Photo: Courtesy photo

(SAN DIEGO, Calif. — Sept. 29, 2022) Researchers from California Lutheran University’s Center for Economic Research and Forecasting and the UCLA David Geffen School of Medicine released the 2022 U.S. Latino GDP Report.

Highlights include the following:

  • The total economic output, or gross domestic product, of Latinos in the U.S. was $2.8 trillion in 2020, up from $2.1 trillion in 2015 and $1.7 trillion in 2010.
  • If Latinos living in the United States were an independent country, the U.S. Latino GDP would be the fifth largest GDP in the world, larger even than the GDPs of the United Kingdom, India or France.
  • Among the world’s 10 largest GDPs, the U.S. Latino GDP is the third fastest-growing from 2010-20, while the broader U.S. economy ranked fifth.
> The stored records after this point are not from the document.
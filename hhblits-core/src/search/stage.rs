use std::collections::VecDeque;
use std::sync::atomic::{AtomicBool, Ordering};
use std::sync::Arc;

/// States of one search. Every iteration walks
/// `Prefilter -> Align -> Decode -> Collect` and then either refines the
/// query and loops, or converges.
#[derive(Clone, Copy, Debug, PartialEq, Eq)]
pub enum Stage {
    Prefilter,
    Align,
    Decode,
    Collect,
    Refine,
    Converged(StopReason),
}

#[derive(Clone, Copy, Debug, PartialEq, Eq)]
pub enum StopReason {
    IterationLimit,
    /// No hit newly crossed the significance threshold.
    NoNewHits,
    /// The query profile reached the configured diversity.
    NeffReached,
    Aborted,
}

/// Caller-side abort flag; the controller looks at it between batches only.
#[derive(Clone, Debug, Default)]
pub struct AbortSignal(Arc<AtomicBool>);

impl AbortSignal {
    pub fn new() -> Self {
        Self::default()
    }

    pub fn abort(&self) {
        self.0.store(true, Ordering::Relaxed);
    }

    pub fn is_aborted(&self) -> bool {
        self.0.load(Ordering::Relaxed)
    }
}

#[derive(Clone, Debug, Default, PartialEq)]
pub struct IterationSummary {
    pub iteration: usize,
    /// Prefilter survivors.
    pub candidates: usize,
    /// Earlier merged subjects re-aligned against the current profile.
    pub rescored: usize,
    pub aligned: usize,
    pub failed: usize,
    /// Viterbi batches run.
    pub batches: usize,
    pub low_confidence: usize,
    pub significant: usize,
    pub new_hits: usize,
    /// Diversity of the query profile searched with.
    pub neff: f32,
    pub stopped_early: bool,
}

/// Why a batched pass ended before its last item.
#[derive(Clone, Copy, Debug, PartialEq, Eq)]
pub(crate) enum BatchStop {
    Aborted,
    Early,
}

#[derive(Clone, Copy, Debug, Default, PartialEq, Eq)]
pub(crate) struct BatchRun {
    pub batches: usize,
    pub stopped: Option<BatchStop>,
}

/// Running sum of `1 / (1 + E)` over the most recent `window` alignments.
#[derive(Debug)]
pub(crate) struct EarlyStop {
    window: usize,
    threshold: f64,
    recent: VecDeque<f64>,
    sum: f64,
}

impl EarlyStop {
    pub fn new(window: usize, threshold: f64) -> Self {
        Self {
            window: window.max(1),
            threshold,
            recent: VecDeque::with_capacity(window),
            sum: 0.0,
        }
    }

    /// `evalue` is infinite for pairs without an alignment.
    pub fn push(&mut self, evalue: f64) {
        let v = 1.0 / (1.0 + evalue);
        self.recent.push_back(v);
        self.sum += v;
        if self.recent.len() > self.window {
            if let Some(old) = self.recent.pop_front() {
                self.sum -= old;
            }
        }
    }

    pub fn should_stop(&self) -> bool {
        self.recent.len() == self.window && self.sum < self.threshold
    }
}

#[cfg(test)]
mod tests {
    use super::*;

    #[test]
    fn early_stop_needs_a_full_window() {
        let mut es = EarlyStop::new(3, 0.5);
        es.push(1000.0);
        es.push(1000.0);
        assert!(!es.should_stop());
        es.push(1000.0);
        assert!(es.should_stop());
        es.push(0.0);
        assert!(!es.should_stop());
    }

    #[test]
    fn missing_alignments_count_as_zero() {
        let mut es = EarlyStop::new(2, 0.1);
        es.push(f64::INFINITY);
        es.push(f64::INFINITY);
        assert!(es.should_stop());
    }

    #[test]
    fn abort_is_shared_between_clones() {
        let a = AbortSignal::new();
        let b = a.clone();
        assert!(!b.is_aborted());
        a.abort();
        assert!(b.is_aborted());
    }
}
From 2010-20, the growth of U.S. Latino GDP was 2.6 times that of non-Latino GDP.
  • According to the dominant narrative, Latinos should have been knocked down by the COVID-19 pandemic. Examining the impact through the lens of the U.S. Latino GDP tells a very different story. In 2020, in the face of the pandemic, the strength of U.S. Latinos was sufficient for the U.S. Latino GDP to jump three spots, beginning as the eighth largest GDP and finishing 2020 as the fifth largest.
  • From 2010-20, Latino real wage and salary income grew an average of 4.3% per year, compared with 2.1% for non-Latinos. 2020 was exceptional. Despite the extraordinary challenges of the pandemic, Latino income surged 6.7%. Meanwhile, non-Latino income declined by 1.1%.
  • Latino incomes surged due to Latinos’ tremendous work effort during the pandemic. In 2019, prior to COVID, Latino labor force participation (LFP) was a record 6.1 percentage points higher than non-Latino. In 2020, the Latino LFP premium hit a new all-time high, when U.S. Latinos were 6.5 percentage points more likely to be working than non-Latinos.
  • Latinos are not only drivers of economic growth; they are a critical source of strength and resilience for the U.S. economy.

Additional Results:

  • From 2010-20, the number of Latinos with a bachelor’s degree or higher grew 2.8 times more rapidly than for non-Latinos.
  • Latino population growth is 5 times that of non-Latinos from 2010-20.
  • Latino labor force growth was 7.5 times that of non-Latinos from 2010 to 2019. In 2020, the non-Latino component of the U.S. labor force contracted by over 2 million workers, while Latinos added more than 100,000 workers.
  • Despite being only 18.7% of the U.S. population, Latinos are responsible for 73% of the growth of the U.S. labor force from 2010 to 2020.

The release of the U.S. Latino GDP Report kicked off L’Attitude, a four-day Latino business conference in San Diego. This is the fifth annual U.S. Latino GDP Report. The authors are Dan Hamilton and Matthew Fienup of Cal Lutheran’s Center for Economic Research and Forecasting, and David Hayes-Bautista and Paul Hsu of UCLA’s Geffen School of Medicine.